PROVIDED ENTRIES »
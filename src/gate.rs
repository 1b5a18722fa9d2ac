//! Visibility gate: suspends reconnect work while nobody is observing.

use std::sync::Arc;
use tokio::sync::watch;

/// Environment-facing half. Clone freely; flip the observed flag from UI
/// or lifecycle hooks.
#[derive(Debug, Clone)]
pub struct VisibilityHandle {
    tx: Arc<watch::Sender<bool>>,
}

impl VisibilityHandle {
    pub fn set_observed(&self, observed: bool) {
        let _ = self.tx.send(observed);
    }

    pub fn is_observed(&self) -> bool {
        *self.tx.borrow()
    }
}

/// Supervisor-facing half; owned by a single reconnect loop.
#[derive(Debug)]
pub struct VisibilityGate {
    rx: watch::Receiver<bool>,
}

pub fn visibility_gate(initially_observed: bool) -> (VisibilityHandle, VisibilityGate) {
    let (tx, rx) = watch::channel(initially_observed);
    (
        VisibilityHandle { tx: Arc::new(tx) },
        VisibilityGate { rx },
    )
}

impl VisibilityGate {
    pub fn is_open(&self) -> bool {
        *self.rx.borrow()
    }

    /// Resolves once the gate is open. A dropped handle counts as open so
    /// the loop can never deadlock waiting on an abandoned gate.
    pub async fn wait_open(&mut self) {
        loop {
            if *self.rx.borrow_and_update() {
                return;
            }
            if self.rx.changed().await.is_err() {
                return;
            }
        }
    }

    /// Resolves once the gate closes; pends forever after the handle is
    /// dropped (an abandoned gate can never close again).
    pub async fn wait_closed(&mut self) {
        loop {
            if !*self.rx.borrow_and_update() {
                return;
            }
            if self.rx.changed().await.is_err() {
                futures_util::future::pending::<()>().await;
            }
        }
    }
}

YOUR INSTRUCTIONS »
From the listing, reproduce every line where the word "watch" is present.

TASK ANSWER »
use tokio::sync::watch;
    tx: Arc<watch::Sender<bool>>,
    rx: watch::Receiver<bool>,
    let (tx, rx) = watch::channel(initially_observed);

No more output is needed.